# Hinges.



## badge (30 Sep 2013)

Hi,

Another newbie here, sorry if this is a simple question, but I guess we all have to start somewhere.

Ok, so I will be hanging some 18mm mdf wardrobe doors soon. They will be 1700 long by 450 wide, roughly.

So, my question's are, what are the differences between these hinges below:-















Also, how many should I use per door? Is there a rule of thumb, a hinge every so many mm apart?

Many thanks in advance.


----------



## Random Orbital Bob (30 Sep 2013)

I suggest you use the type in the top row of your pics. They are called flush hinges..so named because you don't need to chop out a mortise to sink the hinge into in either the door or the frame.

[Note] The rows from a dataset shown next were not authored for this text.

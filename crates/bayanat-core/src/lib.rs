//! # Bayanat Core
//!
//! Pure primitives for access-gated content resolution: identifiers,
//! digests, signing keys, access predicates and their canonical encoding.
//!
//! This crate performs no network I/O. The only async code is the retry
//! helper, which sleeps between attempts of a caller-supplied operation.
//!
//! ## Key Types
//!
//! - [`ResourceId`] - Canonical decimal identifier of a ledger resource
//! - [`ActorId`] - `0x`-prefixed identifier of a requesting actor
//! - [`Predicate`] - Declarative access condition evaluated on the ledger
//! - [`ConditionEncoder`] - Builds canonical predicates for a ledger
//! - [`Blake3Hash`] - Hash commitments and content addresses
//! - [`RetryPolicy`] - Bounded retry with backoff for transient failures
//!
//! ## Canonicalization
//!
//! Predicates and session messages are encoded using deterministic CBOR.
//! See the [`canonical`] module.

pub mod canonical;
pub mod clock;
pub mod crypto;
pub mod error;
pub mod predicate;
pub mod retry;
pub mod types;

pub use canonical::{decode_predicate, encode_canonical, predicate_bytes};
pub use clock::{Clock, ManualClock, SystemClock};
pub use crypto::{Blake3Hash, Ed25519PublicKey, Ed25519Signature, Keypair};
pub use error::{CoreError, Result};
pub use predicate::{
    BoundPredicate, ConditionEncoder, Predicate, ReturnValueTest, ACTOR_PLACEHOLDER,
    PERMISSION_METHOD,
};
pub use retry::{BackoffStrategy, RetryPolicy, Transient};
pub use types::{ActorId, Amount, LedgerAddress, ResourceId, Visibility};
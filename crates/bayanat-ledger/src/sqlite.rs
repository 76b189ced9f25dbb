//! SQLite implementation of the LedgerBackend trait.
//!
//! A persistent single-node ledger for local deployments and integration
//! tests. Uses rusqlite with bundled SQLite, wrapped in async via
//! tokio::spawn_blocking.

use std::path::Path;
use std::sync::{Arc, Mutex};

use async_trait::async_trait;
use bytes::Bytes;
use rusqlite::{params, Connection, OptionalExtension, Transaction};

use bayanat_core::{ActorId, Amount, LedgerAddress, ResourceId, Visibility};

use crate::error::{LedgerError, Result};
use crate::migration::{self, now_millis};
use crate::traits::LedgerBackend;
use crate::types::{
    LockMetadata, MintParams, ModelMetadata, RawStorageInfo, ResourceCore, SourceDataset,
};

/// SQLite-based ledger.
///
/// Thread-safe via internal Mutex. All operations use spawn_blocking
/// to avoid blocking the async runtime.
pub struct SqliteLedger {
    address: LedgerAddress,
    conn: Arc<Mutex<Connection>>,
}

impl SqliteLedger {
    /// Open a ledger database at the given path, running migrations.
    pub fn open(path: impl AsRef<Path>, address: LedgerAddress) -> Result<Self> {
        let mut conn = Connection::open(path)?;
        migration::migrate(&mut conn)?;
        Ok(Self {
            address,
            conn: Arc::new(Mutex::new(conn)),
        })
    }

    /// Open an in-memory ledger database.
    pub fn open_memory(address: LedgerAddress) -> Result<Self> {
        let mut conn = Connection::open_in_memory()?;
        migration::migrate(&mut conn)?;
        Ok(Self {
            address,
            conn: Arc::new(Mutex::new(conn)),
        })
    }

    /// Run a blocking closure against the connection on the blocking pool.
    async fn run<F, T>(&self, f: F) -> Result<T>
    where
        F: FnOnce(&mut Connection) -> Result<T> + Send + 'static,
        T: Send + 'static,
    {
        let conn = self.conn.clone();

        tokio::task::spawn_blocking(move || {
            let mut conn = conn
                .lock()
                .map_err(|e| LedgerError::Unavailable(format!("mutex poisoned: {}", e)))?;
            f(&mut conn)
        })
        .await
        .map_err(|e| LedgerError::Unavailable(format!("spawn_blocking failed: {}", e)))?
    }
}

/// Numeric row id for a resource id; `None` if it cannot exist in SQLite.
fn row_id(id: &ResourceId) -> Option<i64> {
    id.as_u64().and_then(|n| i64::try_from(n).ok())
}

fn parse_actor(raw: &str) -> Result<ActorId> {
    ActorId::parse(raw).map_err(|_| LedgerError::InvalidData(format!("bad actor id {:?}", raw)))
}

/// Owner and lock state, the fields every transaction checks.
struct Ownership {
    owner: ActorId,
    visibility: Visibility,
    price: Amount,
    locked: bool,
}

fn load_ownership(tx: &Transaction<'_>, id: &ResourceId) -> Result<Ownership> {
    let not_found = || LedgerError::ResourceNotFound(id.clone());
    let n = row_id(id).ok_or_else(not_found)?;

    let row: Option<(String, i64, i64, bool)> = tx
        .query_row(
            "SELECT owner, visibility, price, encrypted_reference IS NOT NULL
             FROM resources WHERE id = ?1",
            params![n],
            |row| Ok((row.get(0)?, row.get(1)?, row.get(2)?, row.get(3)?)),
        )
        .optional()?;
    let (owner, visibility, price, locked) = row.ok_or_else(not_found)?;

    Ok(Ownership {
        owner: parse_actor(&owner)?,
        visibility: decode_visibility(visibility)?,
        price: Amount::from_units(price as u64),
        locked,
    })
}

fn require_owner(tx: &Transaction<'_>, caller: &ActorId, id: &ResourceId) -> Result<Ownership> {
    let ownership = load_ownership(tx, id)?;
    if &ownership.owner != caller {
        return Err(LedgerError::NotOwner {
            resource_id: id.clone(),
            caller: caller.clone(),
        });
    }
    Ok(ownership)
}

fn decode_visibility(raw: i64) -> Result<Visibility> {
    u8::try_from(raw)
        .ok()
        .and_then(Visibility::from_u8)
        .ok_or_else(|| LedgerError::InvalidData(format!("bad visibility {}", raw)))
}

fn is_allowed(conn: &Connection, n: i64, actor: &ActorId) -> Result<bool> {
    let allowed = conn.query_row(
        "SELECT EXISTS(SELECT 1 FROM allowlist WHERE resource_id = ?1 AND actor = ?2)",
        params![n, actor.as_str()],
        |row| row.get(0),
    )?;
    Ok(allowed)
}

#[async_trait]
impl LedgerBackend for SqliteLedger {
    fn address(&self) -> LedgerAddress {
        self.address
    }

    async fn get_core(&self, id: &ResourceId) -> Result<ResourceCore> {
        let Some(n) = row_id(id) else {
            return Ok(ResourceCore::empty());
        };

        self.run(move |conn| {
            let row = conn
                .query_row(
                    "SELECT version, owner, price, visibility, balance, downloads, name,
                            description, source_path, source_config, source_split,
                            source_revision, model_name, task_small_id, node_small_id,
                            price_per_million_cu, max_cu
                     FROM resources WHERE id = ?1",
                    params![n],
                    |row| {
                        Ok((
                            row.get::<_, u32>(0)?,
                            row.get::<_, String>(1)?,
                            row.get::<_, i64>(2)?,
                            row.get::<_, i64>(3)?,
                            row.get::<_, i64>(4)?,
                            row.get::<_, i64>(5)?,
                            row.get::<_, String>(6)?,
                            row.get::<_, String>(7)?,
                            SourceDataset {
                                path: row.get(8)?,
                                config: row.get(9)?,
                                split: row.get(10)?,
                                revision: row.get(11)?,
                            },
                            ModelMetadata {
                                name: row.get(12)?,
                                task_small_id: row.get::<_, i64>(13)? as u64,
                                node_small_id: row.get::<_, i64>(14)? as u64,
                                price_per_million_compute_units: row.get::<_, i64>(15)? as u64,
                                max_compute_units: row.get::<_, i64>(16)? as u64,
                            },
                        ))
                    },
                )
                .optional()?;

            let Some((version, owner, price, visibility, balance, downloads, name, description, source, model)) =
                row
            else {
                return Ok(ResourceCore::empty());
            };

            Ok(ResourceCore {
                version,
                owner: parse_actor(&owner)?,
                price: Amount::from_units(price as u64),
                visibility: decode_visibility(visibility)?,
                balance: Amount::from_units(balance as u64),
                downloads: downloads as u64,
                name,
                description,
                source,
                model,
            })
        })
        .await
    }

    async fn get_storage_info(&self, id: &ResourceId) -> Result<RawStorageInfo> {
        let Some(n) = row_id(id) else {
            return Ok(RawStorageInfo::default());
        };

        self.run(move |conn| {
            let row: Option<(Option<Vec<u8>>, Option<Vec<u8>>, i64, i64)> = conn
                .query_row(
                    "SELECT encrypted_reference, data_hash, num_rows, num_tokens
                     FROM resources WHERE id = ?1",
                    params![n],
                    |row| Ok((row.get(0)?, row.get(1)?, row.get(2)?, row.get(3)?)),
                )
                .optional()?;

            match row {
                Some((Some(reference), Some(hash), num_rows, num_tokens)) => Ok(RawStorageInfo {
                    encrypted_reference: Bytes::from(reference),
                    data_hash: Bytes::from(hash),
                    metadata: LockMetadata {
                        num_rows: num_rows as u64,
                        num_tokens: num_tokens as u64,
                    },
                }),
                _ => Ok(RawStorageInfo::default()),
            }
        })
        .await
    }

    async fn can_decrypt(&self, id: &ResourceId, actor: &ActorId) -> Result<bool> {
        let id = id.clone();
        let actor = actor.clone();

        self.run(move |conn| {
            let tx = conn.transaction()?;
            let ownership = load_ownership(&tx, &id)?;
            if !ownership.locked {
                return Ok(false);
            }
            if ownership.owner == actor {
                return Ok(true);
            }
            let n = row_id(&id).ok_or_else(|| LedgerError::ResourceNotFound(id.clone()))?;
            is_allowed(&tx, n, &actor)
        })
        .await
    }

    async fn minted_resources(&self) -> Result<Vec<ResourceId>> {
        self.run(|conn| {
            let mut stmt = conn.prepare("SELECT id FROM resources ORDER BY id")?;
            let ids = stmt
                .query_map([], |row| row.get::<_, i64>(0))?
                .map(|r| r.map(|n| ResourceId::from(n as u64)))
                .collect::<rusqlite::Result<Vec<_>>>()?;
            Ok(ids)
        })
        .await
    }

    async fn mint(&self, caller: &ActorId, params: &MintParams) -> Result<ResourceId> {
        let caller = caller.clone();
        let p = params.clone();

        let n = self
            .run(move |conn| {
                conn.execute(
                    "INSERT INTO resources (
                        owner, price, visibility, name, description,
                        source_path, source_config, source_split, source_revision,
                        model_name, task_small_id, node_small_id, price_per_million_cu, max_cu,
                        created_at
                    ) VALUES (?1, ?2, ?3, ?4, ?5, ?6, ?7, ?8, ?9, ?10, ?11, ?12, ?13, ?14, ?15)",
                    params![
                        caller.as_str(),
                        p.price.units() as i64,
                        p.visibility.to_u8() as i64,
                        &p.name,
                        &p.description,
                        &p.source.path,
                        &p.source.config,
                        &p.source.split,
                        &p.source.revision,
                        &p.model.name,
                        p.model.task_small_id as i64,
                        p.model.node_small_id as i64,
                        p.model.price_per_million_compute_units as i64,
                        p.model.max_compute_units as i64,
                        now_millis(),
                    ],
                )?;
                Ok(conn.last_insert_rowid())
            })
            .await?;

        Ok(ResourceId::from(n as u64))
    }

    async fn lock(
        &self,
        caller: &ActorId,
        id: &ResourceId,
        storage: &RawStorageInfo,
    ) -> Result<()> {
        if storage.is_empty() || storage.data_hash.len() != 32 {
            return Err(LedgerError::InvalidData(
                "storage record needs a ciphertext and a 32-byte hash".into(),
            ));
        }

        let caller = caller.clone();
        let id = id.clone();
        let storage = storage.clone();

        self.run(move |conn| {
            let tx = conn.transaction()?;
            let ownership = require_owner(&tx, &caller, &id)?;
            if ownership.locked {
                return Err(LedgerError::AlreadyLocked(id));
            }

            tx.execute(
                "UPDATE resources SET encrypted_reference = ?1, data_hash = ?2,
                        num_rows = ?3, num_tokens = ?4, locked_at = ?5
                 WHERE id = ?6",
                params![
                    storage.encrypted_reference.as_ref(),
                    storage.data_hash.as_ref(),
                    storage.metadata.num_rows as i64,
                    storage.metadata.num_tokens as i64,
                    now_millis(),
                    row_id(&id),
                ],
            )?;
            tx.commit()?;
            Ok(())
        })
        .await
    }

    async fn purchase(&self, caller: &ActorId, id: &ResourceId, payment: Amount) -> Result<()> {
        let caller = caller.clone();
        let id = id.clone();

        self.run(move |conn| {
            let tx = conn.transaction()?;
            let ownership = load_ownership(&tx, &id)?;
            let n = row_id(&id).ok_or_else(|| LedgerError::ResourceNotFound(id.clone()))?;

            if !ownership.locked || ownership.visibility == Visibility::Private {
                return Err(LedgerError::NotForSale(id));
            }
            if ownership.owner == caller || is_allowed(&tx, n, &caller)? {
                return Ok(());
            }
            if payment < ownership.price {
                return Err(LedgerError::InsufficientPayment {
                    resource_id: id,
                    price: ownership.price,
                    offered: payment,
                });
            }

            tx.execute(
                "INSERT INTO allowlist (resource_id, actor, granted_at) VALUES (?1, ?2, ?3)",
                params![n, caller.as_str(), now_millis()],
            )?;
            tx.execute(
                "UPDATE resources SET downloads = downloads + 1, balance = balance + ?1
                 WHERE id = ?2",
                params![ownership.price.units() as i64, n],
            )?;
            tx.commit()?;
            Ok(())
        })
        .await
    }

    async fn set_visibility(
        &self,
        caller: &ActorId,
        id: &ResourceId,
        visibility: Visibility,
    ) -> Result<()> {
        let caller = caller.clone();
        let id = id.clone();

        self.run(move |conn| {
            let tx = conn.transaction()?;
            require_owner(&tx, &caller, &id)?;
            tx.execute(
                "UPDATE resources SET visibility = ?1 WHERE id = ?2",
                params![visibility.to_u8() as i64, row_id(&id)],
            )?;
            tx.commit()?;
            Ok(())
        })
        .await
    }

    async fn set_price(&self, caller: &ActorId, id: &ResourceId, price: Amount) -> Result<()> {
        let caller = caller.clone();
        let id = id.clone();

        self.run(move |conn| {
            let tx = conn.transaction()?;
            require_owner(&tx, &caller, &id)?;
            tx.execute(
                "UPDATE resources SET price = ?1 WHERE id = ?2",
                params![price.units() as i64, row_id(&id)],
            )?;
            tx.commit()?;
            Ok(())
        })
        .await
    }

    async fn revoke(&self, caller: &ActorId, id: &ResourceId, actor: &ActorId) -> Result<()> {
        let caller = caller.clone();
        let id = id.clone();
        let actor = actor.clone();

        self.run(move |conn| {
            let tx = conn.transaction()?;
            require_owner(&tx, &caller, &id)?;
            tx.execute(
                "DELETE FROM allowlist WHERE resource_id = ?1 AND actor = ?2",
                params![row_id(&id), actor.as_str()],
            )?;
            tx.commit()?;
            Ok(())
        })
        .await
    }
}
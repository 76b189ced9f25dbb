//! Error types for the content module.

use bayanat_core::Transient;
use thiserror::Error;

use crate::reference::ContentRef;

/// Errors that can occur while publishing or fetching content.
#[derive(Debug, Error)]
pub enum ContentError {
    /// An endpoint could not be reached.
    #[error("endpoint {endpoint} unavailable: {reason}")]
    EndpointUnavailable { endpoint: String, reason: String },

    /// An endpoint does not hold the blob. Another replica may.
    #[error("endpoint {endpoint} has no blob {reference}")]
    BlobNotFound {
        endpoint: String,
        reference: ContentRef,
    },

    /// An endpoint returned bytes that do not hash to the reference.
    #[error("endpoint {endpoint} returned a corrupt replica of {reference}")]
    CorruptReplica {
        endpoint: String,
        reference: ContentRef,
    },

    /// Every attempt across every endpoint failed.
    #[error("content {reference} unavailable after {attempts} attempts: {last_error}")]
    ContentUnavailable {
        reference: ContentRef,
        attempts: u32,
        last_error: String,
    },

    /// The payload does not have the expected shape.
    #[error("schema violation: {0}")]
    SchemaViolation(String),

    /// A reference string is malformed.
    #[error("invalid content reference: {0:?}")]
    InvalidReference(String),

    /// Serialization failed.
    #[error("serialization error: {0}")]
    Serialization(String),
}

impl Transient for ContentError {
    fn is_transient(&self) -> bool {
        matches!(
            self,
            ContentError::EndpointUnavailable { .. }
                | ContentError::BlobNotFound { .. }
                | ContentError::CorruptReplica { .. }
        )
    }
}

/// Result type for content operations.
pub type Result<T> = std::result::Result<T, ContentError>;
//! Ledger record types.
//!
//! These mirror what the marketplace ledger stores per resource: a core
//! record (ownership, pricing, listing) and, once locked, a storage record
//! holding the encrypted reference and its hash commitment.

use bytes::Bytes;
use serde::{Deserialize, Serialize};

use bayanat_core::{ActorId, Amount, Blake3Hash, ResourceId, Visibility};

/// Source dataset the generated rows were derived from.
#[derive(Debug, Clone, Default, PartialEq, Eq, Serialize, Deserialize)]
pub struct SourceDataset {
    pub path: String,
    pub config: String,
    pub split: String,
    pub revision: String,
}

/// Inference model that generated the rows.
#[derive(Debug, Clone, Default, PartialEq, Eq, Serialize, Deserialize)]
pub struct ModelMetadata {
    pub name: String,
    pub task_small_id: u64,
    pub node_small_id: u64,
    pub price_per_million_compute_units: u64,
    pub max_compute_units: u64,
}

/// Parameters for minting a new resource.
#[derive(Debug, Clone, PartialEq, Eq, Serialize, Deserialize)]
pub struct MintParams {
    pub name: String,
    pub description: String,
    pub visibility: Visibility,
    pub price: Amount,
    pub source: SourceDataset,
    pub model: ModelMetadata,
}

impl MintParams {
    /// Minimal parameters: a public resource with the given name and price.
    pub fn new(name: impl Into<String>, price: Amount) -> Self {
        Self {
            name: name.into(),
            description: String::new(),
            visibility: Visibility::Public,
            price,
            source: SourceDataset::default(),
            model: ModelMetadata::default(),
        }
    }

    /// Set the visibility.
    pub fn with_visibility(mut self, visibility: Visibility) -> Self {
        self.visibility = visibility;
        self
    }

    /// Set the description.
    pub fn with_description(mut self, description: impl Into<String>) -> Self {
        self.description = description.into();
        self
    }
}

/// The core record as returned by the ledger.
///
/// A `version` of 0 is the ledger's "no such resource" sentinel; the
/// [`LedgerClient`](crate::LedgerClient) never hands such a record to callers.
#[derive(Debug, Clone, PartialEq, Eq)]
pub struct ResourceCore {
    pub version: u32,
    pub owner: ActorId,
    pub price: Amount,
    pub visibility: Visibility,
    pub balance: Amount,
    pub downloads: u64,
    pub name: String,
    pub description: String,
    pub source: SourceDataset,
    pub model: ModelMetadata,
}

impl ResourceCore {
    /// The empty record returned for ids that were never minted.
    pub fn empty() -> Self {
        Self {
            version: 0,
            owner: ActorId::zero(),
            price: Amount::ZERO,
            visibility: Visibility::Public,
            balance: Amount::ZERO,
            downloads: 0,
            name: String::new(),
            description: String::new(),
            source: SourceDataset::default(),
            model: ModelMetadata::default(),
        }
    }

    /// A fresh version-1 record for a newly minted resource.
    pub fn minted(owner: ActorId, params: &MintParams) -> Self {
        Self {
            version: 1,
            owner,
            price: params.price,
            visibility: params.visibility,
            balance: Amount::ZERO,
            downloads: 0,
            name: params.name.clone(),
            description: params.description.clone(),
            source: params.source.clone(),
            model: params.model.clone(),
        }
    }

    /// Whether this is the sentinel record.
    pub fn is_empty(&self) -> bool {
        self.version == 0
    }
}

/// Size statistics recorded when a resource is locked.
#[derive(Debug, Clone, Copy, Default, PartialEq, Eq, Serialize, Deserialize)]
pub struct LockMetadata {
    pub num_rows: u64,
    pub num_tokens: u64,
}

/// Storage fields as returned by the ledger. Empty bytes mean "not locked".
#[derive(Debug, Clone, Default, PartialEq, Eq)]
pub struct RawStorageInfo {
    pub encrypted_reference: Bytes,
    pub data_hash: Bytes,
    pub metadata: LockMetadata,
}

impl RawStorageInfo {
    /// Whether the ledger returned an empty storage record.
    pub fn is_empty(&self) -> bool {
        self.encrypted_reference.is_empty()
    }
}

/// A storage record attached to a locked resource.
#[derive(Debug, Clone, PartialEq, Eq)]
pub struct StorageRecord {
    pub resource_id: ResourceId,
    /// Encrypted reference, opaque to the ledger.
    pub ciphertext: Bytes,
    /// Hash commitment of the plaintext reference.
    pub hash: Blake3Hash,
    pub metadata: LockMetadata,
}

/// A resource as seen by callers of the ledger client.
#[derive(Debug, Clone, PartialEq, Eq)]
pub struct Resource {
    pub id: ResourceId,
    pub version: u32,
    pub owner: ActorId,
    pub visibility: Visibility,
    pub price: Amount,
    pub balance: Amount,
    pub downloads: u64,
    pub name: String,
    pub description: String,
    pub source: SourceDataset,
    pub model: ModelMetadata,
    /// Lock statistics, present once a storage record is attached.
    pub locked: Option<LockMetadata>,
}

impl Resource {
    /// Assemble from the ledger's core and storage records.
    pub fn from_parts(id: ResourceId, core: ResourceCore, storage: &RawStorageInfo) -> Self {
        Self {
            id,
            version: core.version,
            owner: core.owner,
            visibility: core.visibility,
            price: core.price,
            balance: core.balance,
            downloads: core.downloads,
            name: core.name,
            description: core.description,
            source: core.source,
            model: core.model,
            locked: (!storage.is_empty()).then_some(storage.metadata),
        }
    }

    /// Whether a storage record is attached.
    pub fn is_locked(&self) -> bool {
        self.locked.is_some()
    }
}
//! Encryption and decryption gateways.
//!
//! The gateways are the client side of the encryption network. They own
//! the session lifecycle, the retry budget and the local integrity checks;
//! the network owns enforcement.

use std::future::Future;
use std::sync::Arc;

use bytes::Bytes;
use tracing::{debug, info};

use bayanat_core::{Blake3Hash, Clock, Predicate, RetryPolicy};

use crate::error::{AccessError, Result};
use crate::network::{DecryptRequest, EncryptionNetwork};
use crate::session::{SessionConfig, SessionMessage, SessionProof, SessionSigner};

/// A reference sealed under a predicate, with its hash commitment.
#[derive(Debug, Clone, PartialEq, Eq)]
pub struct Sealed {
    pub ciphertext: Bytes,
    /// BLAKE3 of the plaintext reference.
    pub hash: Blake3Hash,
}

fn predicate_bytes(predicate: &Predicate) -> Result<Vec<u8>> {
    predicate
        .validate()
        .and_then(|_| predicate.canonical_bytes())
        .map_err(|e| AccessError::PredicateRejected(e.to_string()))
}

/// Run `op` under `retry` against a live session.
///
/// Each attempt reconnects first if the session is down, so a session
/// dropped between attempts is re-established before the call is retried.
/// A budget spent without a session surfaces as `EncryptionUnavailable`.
async fn with_session<N, F, Fut, T>(
    network: &N,
    retry: &RetryPolicy,
    label: &str,
    op: F,
) -> Result<T>
where
    N: EncryptionNetwork + ?Sized,
    F: Fn() -> Fut,
    Fut: Future<Output = Result<T>>,
{
    let op = &op;
    retry
        .execute(label, move |attempt| async move {
            if !network.is_connected() {
                if attempt > 0 {
                    debug!(operation = label, attempt, "reconnecting to encryption network");
                }
                network.connect().await?;
            }
            op().await
        })
        .await
        .map_err(|e| match e {
            AccessError::NotConnected => {
                AccessError::EncryptionUnavailable(format!("session lost during {}", label))
            }
            other => other,
        })
}

/// Seals references under access predicates.
pub struct EncryptionGateway<N> {
    network: Arc<N>,
    retry: RetryPolicy,
}

impl<N: EncryptionNetwork> EncryptionGateway<N> {
    /// Create a gateway. No connection is made until the first call.
    pub fn new(network: Arc<N>, retry: RetryPolicy) -> Self {
        Self { network, retry }
    }

    /// Seal `plaintext` under `predicate`.
    ///
    /// Fails with `PredicateRejected` for a malformed predicate and with
    /// `EncryptionUnavailable` once the retry budget is spent.
    pub async fn encrypt(&self, plaintext: &str, predicate: &Predicate) -> Result<Sealed> {
        let bytes = predicate_bytes(predicate)?;
        let ciphertext = with_session(self.network.as_ref(), &self.retry, "network.encrypt", || {
            self.network.encrypt(plaintext.as_bytes(), &bytes)
        })
        .await?;

        debug!(ciphertext_len = ciphertext.len(), "reference sealed");
        Ok(Sealed {
            ciphertext,
            hash: Blake3Hash::hash(plaintext.as_bytes()),
        })
    }

    /// Tear down the network session.
    pub async fn disconnect(&self) -> Result<()> {
        self.network.disconnect().await
    }
}

/// Reopens sealed references for one actor.
pub struct DecryptionGateway<N, S> {
    network: Arc<N>,
    signer: S,
    clock: Arc<dyn Clock>,
    session: SessionConfig,
    retry: RetryPolicy,
}

impl<N: EncryptionNetwork, S: SessionSigner> DecryptionGateway<N, S> {
    /// Create a gateway acting for `signer`.
    pub fn new(
        network: Arc<N>,
        signer: S,
        clock: Arc<dyn Clock>,
        session: SessionConfig,
        retry: RetryPolicy,
    ) -> Self {
        Self {
            network,
            signer,
            clock,
            session,
            retry,
        }
    }

    /// The signer this gateway acts for.
    pub fn signer(&self) -> &S {
        &self.signer
    }

    /// Open a fresh session: fetch a nonce and have the signer sign.
    pub async fn authenticate(&self) -> Result<SessionProof> {
        let nonce = with_session(self.network.as_ref(), &self.retry, "network.latest_nonce", || {
            self.network.latest_nonce()
        })
        .await?;

        let issued_at = self.clock.now_millis();
        let ttl = self.session.effective_ttl().as_millis() as i64;
        let message = SessionMessage {
            actor: self.signer.actor(),
            network: self.network.network_id().to_string(),
            resource: self.session.resource.clone(),
            ability: self.session.ability.clone(),
            nonce,
            issued_at,
            expires_at: issued_at.saturating_add(ttl),
        };

        let proof = SessionProof::issue(&self.signer, message)?;
        info!(actor = %proof.actor(), expires_at = proof.expires_at(), "session opened");
        Ok(proof)
    }

    /// Reopen `ciphertext` and check it against `hash`.
    ///
    /// The network re-evaluates `predicate` for the proof's actor on every
    /// call. A proof that expires before the result arrives invalidates the
    /// result: the caller must authenticate again.
    pub async fn decrypt(
        &self,
        ciphertext: &Bytes,
        hash: &Blake3Hash,
        predicate: &Predicate,
        proof: &SessionProof,
    ) -> Result<String> {
        proof.check_expiry(self.clock.now_millis())?;
        let request = DecryptRequest {
            ciphertext: ciphertext.clone(),
            predicate: predicate_bytes(predicate)?,
            proof: proof.clone(),
        };

        let plaintext = with_session(self.network.as_ref(), &self.retry, "network.decrypt", || {
            self.network.decrypt(&request)
        })
        .await?;

        proof.check_expiry(self.clock.now_millis())?;

        let actual = Blake3Hash::hash(&plaintext);
        if &actual != hash {
            return Err(AccessError::IntegrityViolation {
                expected: *hash,
                actual,
            });
        }

        String::from_utf8(plaintext)
            .map_err(|_| AccessError::CorruptCiphertext("reference is not UTF-8".into()))
    }
}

I'm not aware of an algorithm for hinge quantity. But for me I just use common sense. Mdf is dense and quite heavy....so a 1.7M height door by 450 will have a reasonable amount of weight so I would go for 3 hinges if they're small. You could get away with two if the hinges are thicker gauge but then you risk them looking bulky and ugly in the context of the proportions of the design.

See if the hinge manufacturers specify the load bearing capacity for the hinges. But also consider the ease with which the small screws would tear the mdf, again if overloaded. Make sure you use the correct screws ie as long as you can get away with and an appropriate thread for mdf.

If you can stretch to chopping a mortise for a normal style hinge then they will be aesthetically better in my view.


----------



## mailee (30 Sep 2013)

With an MDF door of those sizes I would not use the hinges you have posted without some sort of reinforcement in the MDF. A door of those sizes will be pretty heavy and over time the hinges would pull the screw out. Personally I would use the concealed 'euro' hinge or insert dowels into the MDF for the screws to take butt hinges. HTH. :wink:


----------



## Random Orbital Bob (30 Sep 2013)

Mailee makes a good point about Euro style hinges. If you go that direction you might want to consider the Blum Blumotion series. You can get them from Isaac Lord in High Wycombe. There is a hinge type that requires no screws at all. You drill a 35mm flat bottomed hole with a Forstener bit in the door (probably 3 maybe 4 hinges in the heavy mdf doors). Then two 3/8 holes either side. The circular boss of the hinge then seats in the hole you've drilled and two metal lugs are positioned in the smaller flanking holes. You then flip a sprung flap and the hinge is secure (with no screws at all. Brilliant design. Further, if you get the clip on style you can then clip the door to the matching frame piece without screws also. Very handy when you want to put the doors on and off quickly. No tools needed. The only fixings are to screw the metal piece that sits inside the frame to which the door hinges latch/clip on.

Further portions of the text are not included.